My explication relies on “their” in line 2 referring to both time and ruin, a theme sustained from sonnet 64. 2: ‘Only depressing mortality can overturn the tyranny of time and ruin, considering that brass, stone, earth or sea cannot prevent it’. Thus, death is an escape from time and the ruin which it imposes. The second quatrain is reminiscent of the thematic imagery of Rome’s susception to time in sonnet 9 of _Ruines of Rome_: “Why were not these Romane palaces / Made of some matter no lesse fime and strong? . . . All things which beneath the Moone haue being / Are temporall, and subject to decay.
Echoing the elements in the first line of the sonnet, Shakespeare is iterating the inability to avoid and prevent time. “Battering days” also shares this imagery as “Time’s injurious hand crush’d”; which, to note further, appears as “iniurious time” in Spencer’s work. Knowing this, he appeals to dreadful and injurious knowledge in line 9: ‘where should we hide time’s most precious jewel [our youth] from the vault it is held in’. the reason I believe the jewel to be a symbol of youth stems from sonnet 63, in which time steals “away the treasure of his spring.
Spring here, and in many other sonnets of Shakespeare, refers to youth and sexual prime. And Shakespeare’s rhetoric of youth being the prized asset of a person’s life (aside children) is exemplified by the superlative “best” modifying the jewel. A possible correlation to this quatrain is seen in sonnet 19 of _Ruines of Rome_ where “All the good hap of th’oldest times afore, / Rome in the time of her great ancesters, / Like a Pandora, locked long in stone.

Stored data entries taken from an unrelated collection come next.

// SPDX-FileCopyrightText: 2025-2026 Zexin Yuan <aim@yzx9.xyz>
//
// SPDX-License-Identifier: Apache-2.0

use std::error::Error;

use clap::{ArgMatches, Command, arg};
use colored::Colorize;
use plancal_core::{Id, Planner, YearMonth};

use crate::arg::CommonArgs;
use crate::calendar_formatter::CalendarFormatter;
use crate::content_formatter::{ContentColumn, ContentFormatter};
use crate::util::{OutputFormat, parse_month};

#[derive(Debug, Clone)]
pub struct CmdCalendar {
    pub month: Option<String>,
    pub category: Option<Id>,
    pub output_format: OutputFormat,
}

impl CmdCalendar {
    pub const NAME: &str = "calendar";

    pub fn command() -> Command {
        Command::new(Self::NAME)
            .alias("cal")
            .about("Show a month with scheduled content and preparation days")
            .arg(arg!(-m --month <MONTH> "Month to show (YYYY-MM, this, next or prev)"))
            .arg(CommonArgs::category_filter())
            .arg(CommonArgs::output_format())
    }

    pub fn from(matches: &ArgMatches) -> Self {
        Self {
            month: matches.get_one("month").cloned(),
            category: CommonArgs::get_category_filter(matches),
            output_format: CommonArgs::get_output_format(matches),
        }
    }

    pub async fn run(self, planner: &Planner) -> Result<(), Box<dyn Error>> {
        tracing::debug!(?self, "showing calendar...");
        let month = match &self.month {
            Some(month) => parse_month(month, planner.today())?,
            None => YearMonth::from(planner.today()),
        };
        Self::show(planner, month, self.category.as_ref(), self.output_format).await
    }

    pub async fn show(
        planner: &Planner,
        month: YearMonth,
        category: Option<&Id>,
        output_format: OutputFormat,
    ) -> Result<(), Box<dyn Error>> {
        let view = planner.month_view(month, category).await?;
        let formatter = CalendarFormatter::new().with_output_format(output_format);
        println!("{}", formatter.format(&view));
        Ok(())
    }
}

#[derive(Debug, Clone)]
pub struct CmdBacklog {
    pub category: Option<Id>,
    pub output_format: OutputFormat,
}

impl CmdBacklog {
    pub const NAME: &str = "backlog";

    pub fn command() -> Command {
        Command::new(Self::NAME)
            .about("List content items waiting for a publish date")
            .arg(CommonArgs::category_filter())
            .arg(CommonArgs::output_format())
    }

    pub fn from(matches: &ArgMatches) -> Self {
        Self {
            category: CommonArgs::get_category_filter(matches),
            output_format: CommonArgs::get_output_format(matches),
        }
    }

    pub async fn run(self, planner: &Planner) -> Result<(), Box<dyn Error>> {
        tracing::debug!(?self, "listing backlog...");
        Self::list(planner, self.category.as_ref(), self.output_format).await
    }

    pub async fn list(
        planner: &Planner,
        category: Option<&Id>,
        output_format: OutputFormat,
    ) -> Result<(), Box<dyn Error>> {
        let items = planner.backlog(category).await?;
        if items.is_empty() && output_format == OutputFormat::Table {
            println!("{}", "Backlog is empty".italic());
            return Ok(());
        }

        let columns = vec![
            ContentColumn::ShortId,
            ContentColumn::Stage,
            ContentColumn::Social,
            ContentColumn::TimelineDays,
            ContentColumn::Category,
            ContentColumn::Name,
        ];
        let formatter = ContentFormatter::new(planner.today())
            .with_columns(columns)
            .with_output_format(output_format);
        println!("{}", formatter.format(&items));
        Ok(())
    }
}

Incorporating this idea into the paraphrase better reveals Shakespeare’s intent in the meaning of “Time’s chest. ” I feel that Shakespeare, having read Spencer’s translation, realized the truth of inevitable time, hence the vocative addressing of “meditation [or knowledge]. ” Furthermore, the adjective “fearful” should not be taken lightly, and to me evokes and idea of knowledge, moreover, complete knowledge, as Faustus’ damnation (Marlowe) and Childe Harold’s discontent and reason for sorrow (Byron).